Associate Professor at St John's University

Tracey-Anne Cooper is an Associate Professor in the History Department, where she teaches the core course, “Emergence of Global Society” and various courses on medieval Europe and medieval Britain.

Cooper joined the history department in 2006 with an M. A. and a Ph. D in Medieval History from Boston College. She graduated with honours from Lancaster University, UK in 1997 with a B. A. (first class) in Medieval and Renaissance Studies. She spent her second year as an undergraduate studying at Wellesley College, Massachusetts.

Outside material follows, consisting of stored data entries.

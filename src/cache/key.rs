use crate::resolution::ResolutionDescriptor;
use crate::source;
use sha2::{Digest, Sha256};
use std::fmt;

/// Identity of one transformed variant: the signature-free source URL plus the
/// requested resolution. Used both by the cache store and the coalescer.
#[derive(Debug, Clone, PartialEq, Eq, Hash)]
pub struct CacheKey {
    source: String,
    resolution: ResolutionDescriptor,
}

impl CacheKey {
    /// Normalizes `url` (see [`source::normalize`]) and pairs it with `resolution`.
    pub fn new(url: &str, resolution: ResolutionDescriptor) -> Self {
        Self { source: source::normalize(url), resolution }
    }

    pub fn source(&self) -> &str {
        &self.source
    }

    pub fn resolution(&self) -> ResolutionDescriptor {
        self.resolution
    }

    /// Quoted strong validator derived from the key alone, so it can be
    /// answered before the variant has ever been produced.
    pub fn etag(&self) -> String {
        let mut hasher = Sha256::new();
        hasher.update(self.to_string().as_bytes());
        let digest = hasher.finalize();
        format!("\"{}\"", hex::encode(&digest[..16]))
    }
}

impl fmt::Display for CacheKey {
    fn fmt(&self, f: &mut fmt::Formatter<'_>) -> fmt::Result {
        write!(f, "{}#{}", self.source, self.resolution)
    }
}
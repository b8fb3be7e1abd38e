//! Single-flight execution keyed by cache key.
//!
//! The first caller for a key spawns the operation onto the runtime; callers
//! arriving while it runs await the same shared result. The operation runs
//! detached from any one caller, so a disconnecting client does not cancel
//! work other waiters depend on.

use futures::future::{BoxFuture, FutureExt, Shared};
use std::collections::HashMap;
use std::fmt::Debug;
use std::future::Future;
use std::hash::Hash;
use std::sync::{Arc, Mutex, MutexGuard, PoisonError};
use thiserror::Error;

#[derive(Debug, Clone, Error, PartialEq, Eq)]
pub enum CoalesceError {
    #[error("in-flight operation aborted: {0}")]
    Aborted(String),
}

/// What one caller of [`Coalescer::run_exclusive`] got back.
#[derive(Debug, Clone, PartialEq, Eq)]
pub struct Flight<V> {
    pub result: Result<V, CoalesceError>,
    /// True when the caller awaited work another caller had started.
    pub joined: bool,
}

type Pending<V> = Shared<BoxFuture<'static, Result<V, CoalesceError>>>;
type Inflight<K, V> = Arc<Mutex<HashMap<K, Pending<V>>>>;

pub struct Coalescer<K, V> {
    inflight: Inflight<K, V>,
}

/// Deregisters a key when dropped. Lives inside the spawned task so the key is
/// released on completion, panic, or runtime shutdown alike.
struct Release<K: Eq + Hash, V> {
    key: K,
    inflight: Inflight<K, V>,
}

impl<K: Eq + Hash, V> Drop for Release<K, V> {
    fn drop(&mut self) {
        let mut inflight = self.inflight.lock().unwrap_or_else(PoisonError::into_inner);
        inflight.remove(&self.key);
    }
}

impl<K, V> Default for Coalescer<K, V> {
    fn default() -> Self {
        Self { inflight: Arc::new(Mutex::new(HashMap::new())) }
    }
}

impl<K, V> Coalescer<K, V>
where
    K: Eq + Hash + Clone + Debug + Send + Sync + 'static,
    V: Clone + Send + Sync + 'static,
{
    pub fn new() -> Self {
        Self::default()
    }

    fn lock(&self) -> MutexGuard<'_, HashMap<K, Pending<V>>> {
        self.inflight.lock().unwrap_or_else(PoisonError::into_inner)
    }

    /// Number of keys with an operation currently running.
    pub fn in_flight(&self) -> usize {
        self.lock().len()
    }

    pub fn is_in_flight(&self, key: &K) -> bool {
        self.lock().contains_key(key)
    }

    /// Runs `operation` unless one is already running for `key`, in which case
    /// its result is awaited instead. `operation` is only invoked by the
    /// caller that starts the work; whether this caller joined is decided
    /// under the same lock that registers new work.
    pub async fn run_exclusive<F, Fut>(&self, key: K, operation: F) -> Flight<V>
    where
        F: FnOnce() -> Fut,
        Fut: Future<Output = V> + Send + 'static,
    {
        let (pending, joined) = {
            let mut inflight = self.lock();
            match inflight.get(&key) {
                Some(pending) => {
                    tracing::debug!("Joining in-flight operation for {:?}", key);
                    (pending.clone(), true)
                }
                None => {
                    // Registered before the lock is released, so the task's
                    // release guard can never run ahead of the insert.
                    let release = Release { key: key.clone(), inflight: Arc::clone(&self.inflight) };
                    let work = operation();
                    let handle = tokio::spawn(async move {
                        let _release = release;
                        work.await
                    });
                    let pending = async move {
                        handle.await.map_err(|e| {
                            let reason = if e.is_panic() { "panicked" } else { "cancelled" };
                            CoalesceError::Aborted(reason.to_string())
                        })
                    }
                    .boxed()
                    .shared();
                    inflight.insert(key, pending.clone());
                    (pending, false)
                }
            }
        };
        Flight { result: pending.await, joined }
    }
}
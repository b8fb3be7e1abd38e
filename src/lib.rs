use axum::{
    body::Body,
    extract::{Query, State},
    http::{header, HeaderMap, HeaderName, HeaderValue, StatusCode},
    response::{IntoResponse, Response},
    routing::{delete, get},
    Json, Router,
};
use serde::Deserialize;
use std::any::Any;
use std::sync::atomic::{AtomicU64, Ordering};
use std::sync::Arc;
use std::time::SystemTime;
use subtle::ConstantTimeEq;
use thiserror::Error;
use time::macros::format_description;
use time::OffsetDateTime;
use tower_governor::{governor::GovernorConfigBuilder, GovernorLayer};
use tower_http::catch_panic::CatchPanicLayer;
use tower_http::trace::TraceLayer;

pub mod cache;
pub mod coalesce;
pub mod config;
pub mod fetch;
pub mod placeholder;
pub mod resolution;
pub mod source;
pub mod transform;

use crate::cache::{CacheEntry, CacheKey, CachePolicy, CacheStats, CacheStore};
use crate::coalesce::Coalescer;
use crate::config::{ConfigError, ProxyConfig};
use crate::fetch::{FetchError, RetryFetcher, SourceFetcher};
use crate::placeholder::{placeholder_bytes, PLACEHOLDER_CONTENT_TYPE};
use crate::resolution::ResolutionDescriptor;
use crate::source::SourceError;

#[derive(Error, Debug)]
pub enum ProxyError {
    #[error("Missing required parameter: url")]
    MissingUrl,
    #[error("Invalid source URL: {0}")]
    InvalidUrl(String),
    #[error("Origin not allowed: {0}")]
    DisallowedOrigin(String),
    #[error("Unauthorized")]
    Unauthorized,
    #[error("Configuration error: {0}")]
    Config(#[from] ConfigError),
    #[error("HTTP client error: {0}")]
    Client(#[from] reqwest::Error),
}

impl From<SourceError> for ProxyError {
    fn from(e: SourceError) -> Self {
        match e {
            SourceError::Disallowed(host) => ProxyError::DisallowedOrigin(host),
            other => ProxyError::InvalidUrl(other.to_string()),
        }
    }
}
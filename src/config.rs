use std::time::Duration;
use thiserror::Error;

/// Hosts whose images may be proxied. A request host matches an entry when it
/// is equal to it or is a subdomain of it.
pub const DEFAULT_ALLOWED_HOSTS: &[&str] = &[
    "notion.so",
    "notion-static.com",
    "prod-files-secure.s3.us-west-2.amazonaws.com",
    "s3.us-west-2.amazonaws.com",
];

#[derive(Debug, Clone)]
pub struct ProxyConfig {
    pub allowed_hosts: Vec<String>,
    pub max_input_size: usize, // bytes
    /// Upper bound on a single fetch attempt, not on the whole retry sequence.
    pub attempt_timeout: Duration,
    pub cache_ttl: Duration,
    pub max_cache_entries: usize,
    pub max_cache_bytes: u64,
    pub max_dimension: u32,
    pub admin_token: Option<String>,
    pub rate_limit: bool,
}

impl Default for ProxyConfig {
    fn default() -> Self {
        Self {
            allowed_hosts: DEFAULT_ALLOWED_HOSTS.iter().map(|h| h.to_string()).collect(),
            max_input_size: 20 * 1024 * 1024,
            attempt_timeout: Duration::from_secs(12),
            cache_ttl: Duration::from_secs(7 * 24 * 60 * 60),
            max_cache_entries: 2000,
            max_cache_bytes: 512 * 1024 * 1024,
            max_dimension: 4096,
            admin_token: None,
            rate_limit: false,
        }
    }
}

#[derive(Error, Debug)]
pub enum ConfigError {
    #[error("Allowed host list cannot be empty")] EmptyAllowlist,
    #[error("Max input size must be > 0")] InvalidMaxInput,
    #[error("Attempt timeout must be > 0")] InvalidTimeout,
    #[error("Cache capacity must be > 0")] InvalidCapacity,
    #[error("Max dimension must be > 0")] InvalidMaxDimension,
    #[error("Admin token cannot be empty")] EmptyAdminToken,
    #[error("Invalid value for {name}: {value}")] InvalidVar { name: &'static str, value: String },
}

impl ProxyConfig {
    /// Builds a config from `IMAGE_PROXY_*` environment variables, falling back
    /// to [`ProxyConfig::default`] for anything unset. Rate limiting is on
    /// unless `DISABLE_RATE_LIMIT` is present.
    pub fn from_env() -> Result<Self, ConfigError> {
        let defaults = Self::default();

        let allowed_hosts = match std::env::var("IMAGE_PROXY_ALLOWED_HOSTS") {
            Ok(list) => list
                .split(',')
                .map(|h| h.trim().to_ascii_lowercase())
                .filter(|h| !h.is_empty())
                .collect(),
            Err(_) => defaults.allowed_hosts,
        };

        let cfg = Self {
            allowed_hosts,
            max_input_size: env_parse("IMAGE_PROXY_MAX_INPUT_BYTES", defaults.max_input_size)?,
            attempt_timeout: Duration::from_secs(env_parse(
                "IMAGE_PROXY_ATTEMPT_TIMEOUT_SECS",
                defaults.attempt_timeout.as_secs(),
            )?),
            cache_ttl: Duration::from_secs(env_parse(
                "IMAGE_PROXY_CACHE_TTL_SECS",
                defaults.cache_ttl.as_secs(),
            )?),
            max_cache_entries: env_parse("IMAGE_PROXY_MAX_CACHE_ENTRIES", defaults.max_cache_entries)?,
            max_cache_bytes: env_parse("IMAGE_PROXY_MAX_CACHE_BYTES", defaults.max_cache_bytes)?,
            max_dimension: env_parse("IMAGE_PROXY_MAX_DIMENSION", defaults.max_dimension)?,
            admin_token: std::env::var("IMAGE_PROXY_ADMIN_TOKEN").ok(),
            rate_limit: std::env::var("DISABLE_RATE_LIMIT").is_err(),
        };
        cfg.validate()?;
        Ok(cfg)
    }

    pub fn validate(&self) -> Result<(), ConfigError> {
        if self.allowed_hosts.is_empty() { return Err(ConfigError::EmptyAllowlist); }
        if self.max_input_size == 0 { return Err(ConfigError::InvalidMaxInput); }
        if self.attempt_timeout.is_zero() { return Err(ConfigError::InvalidTimeout); }
        if self.max_cache_entries == 0 || self.max_cache_bytes == 0 { return Err(ConfigError::InvalidCapacity); }
        if self.max_dimension == 0 { return Err(ConfigError::InvalidMaxDimension); }
        if let Some(token) = &self.admin_token {
            if token.trim().is_empty() { return Err(ConfigError::EmptyAdminToken); }
        }
        Ok(())
    }
}

fn env_parse<T: std::str::FromStr>(name: &'static str, default: T) -> Result<T, ConfigError> {
    match std::env::var(name) {
        Ok(value) => value
            .trim()
            .parse()
            .map_err(|_| ConfigError::InvalidVar { name, value }),
        Err(_) => Ok(default),
    }
}

#[cfg(test)]
mod tests {
    use super::*;

    #[test]
    fn default_config_is_valid() {
        assert!(ProxyConfig::default().validate().is_ok());
    }

    #[test]
    fn rejects_empty_allowlist() {
        let cfg = ProxyConfig { allowed_hosts: Vec::new(), ..ProxyConfig::default() };
        assert!(matches!(cfg.validate(), Err(ConfigError::EmptyAllowlist)));
    }

    #[test]
    fn rejects_blank_admin_token() {
        let cfg = ProxyConfig { admin_token: Some("  ".into()), ..ProxyConfig::default() };
        assert!(matches!(cfg.validate(), Err(ConfigError::EmptyAdminToken)));
    }

    #[test]
    fn rejects_zero_timeout() {
        let cfg = ProxyConfig { attempt_timeout: Duration::ZERO, ..ProxyConfig::default() };
        assert!(matches!(cfg.validate(), Err(ConfigError::InvalidTimeout)));
    }
}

Cooper’s main area of research is Anglo-Saxon England and she is particularly interested in manuscript studies, and intellectual and religious history. Her dissertation “Reconstructing a deconstructed manuscript, community and culture: London BL Cotton Tiberius A.iii”, presented a new methodology for the field of manuscript studies in which a compilation manuscript was examined as a contextual whole. This holistic approach allowed texts which would ordinarily have been only examined by scholars in discrete fields of study to be regarded in the proximity of their original context. This method revealed a strong connection between the liturgy, monastic rules, pastoral care texts, charms and prognostics of the manuscript which had hitherto seemed to present a farrago. That connection was the various facets of the job of the archbishop, for whom, Cooper argues, this manuscript was compiled.

Cooper has published several scholarly articles in journals such as Anglo-Norman Studies, the Haskins Society Journal and Notes and Queries. She is currently in the process of revising her dissertation for publication. Cooper has also given numerous papers on her research interests at international conferences, including, the International Medieval Conference, Leeds, UK (2003, 2006); the International Medieval Congress, Kalamazoo, MI (2002, 2003, 2006); the Haskins Society Conference (1998, 2003, 2005) and the Battle Conference on Anglo-Norman Studies, Battle, UK in 2005.